= Task objective =
From the entries, filter out every line that lacks "swap" and copy the rest.
══════════════════════════════
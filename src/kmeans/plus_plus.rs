//! Greedy k-means++ seeding, weighted by the pixel count of each color.

use super::{squared_distance, to_f32};
use rand::{distributions::WeightedIndex, prelude::Distribution};
use rand_distr::{weighted_alias::WeightedAliasIndex, Uniform};
use rand_xoshiro::Xoroshiro128PlusPlus;

/// Samples the index of the first centroid with probability proportional to its pixel count.
fn first_index(rng: &mut Xoroshiro128PlusPlus, len: usize, weights: Option<&[u32]>) -> usize {
    // WeightedAliasIndex::new only fails on an empty or all zero input,
    // neither of which a ColorCounts implementor produces for len > 0
    let alias = weights
        .map(|weights| WeightedAliasIndex::new(weights.iter().copied().map(u64::from).collect()));

    match alias {
        Some(Ok(distribution)) => distribution.sample(rng),
        _ => Uniform::new(0, len).sample(rng),
    }
}

/// Chooses `k` initial centroids for the given colors.
///
/// `seeds` are taken as the first centroids.
/// Each further centroid is the best of `2 + ln(k)` candidates sampled with probability
/// proportional to weight times the squared distance to the nearest chosen centroid,
/// where the best candidate leaves the smallest total weighted squared distance.
/// Colors already chosen as centroids have zero distance and so are never sampled again,
/// unless every color coincides with a centroid.
pub(super) fn initial_centroids(
    points: &[[u8; 3]],
    weights: Option<&[u32]>,
    k: usize,
    seeds: &[[f32; 3]],
    rng: &mut Xoroshiro128PlusPlus,
) -> Vec<[f32; 3]> {
    let len = points.len();
    let weight = |i: usize| weights.map_or(1.0, |weights| f64::from(weights[i]));

    let mut centroids = Vec::with_capacity(k);
    centroids.extend(seeds.iter().take(k).copied());
    if centroids.len() == k || len == 0 {
        return centroids;
    }

    if centroids.is_empty() {
        centroids.push(to_f32(points[first_index(rng, len, weights)]));
    }

    let mut min_distances = points
        .iter()
        .map(|&point| {
            let point = to_f32(point);
            let nearest = centroids
                .iter()
                .map(|&centroid| squared_distance(point, centroid))
                .fold(f32::INFINITY, f32::min);
            f64::from(nearest)
        })
        .collect::<Vec<_>>();

    #[allow(
        clippy::cast_possible_truncation,
        clippy::cast_sign_loss,
        clippy::cast_precision_loss
    )]
    let trials = 2 + (k as f64).ln() as usize;

    let mut candidate_distances = vec![0.0; len];
    let mut best_distances = vec![0.0; len];

    while centroids.len() < k {
        let potentials = min_distances
            .iter()
            .enumerate()
            .map(|(i, &d)| weight(i) * d)
            .collect::<Vec<_>>();

        let distribution = WeightedIndex::new(&potentials).ok();

        let mut best: Option<(f64, usize)> = None;
        for _ in 0..trials {
            let candidate = match &distribution {
                Some(distribution) => distribution.sample(rng),
                None => Uniform::new(0, len).sample(rng),
            };

            let center = to_f32(points[candidate]);
            let mut potential = 0.0;
            for (i, (&point, &current)) in points.iter().zip(&min_distances).enumerate() {
                let d = f64::from(squared_distance(to_f32(point), center)).min(current);
                candidate_distances[i] = d;
                potential += weight(i) * d;
            }

            if best.map_or(true, |(best, _)| potential < best) {
                best = Some((potential, candidate));
                std::mem::swap(&mut best_distances, &mut candidate_distances);
            }
        }

        let Some((_, candidate)) = best else {
            break;
        };

        centroids.push(to_f32(points[candidate]));
        std::mem::swap(&mut min_distances, &mut best_distances);
    }

    centroids
}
══════════════════════════════
= Written answer =
                std::mem::swap(&mut best_distances, &mut candidate_distances);
        std::mem::swap(&mut min_distances, &mut best_distances);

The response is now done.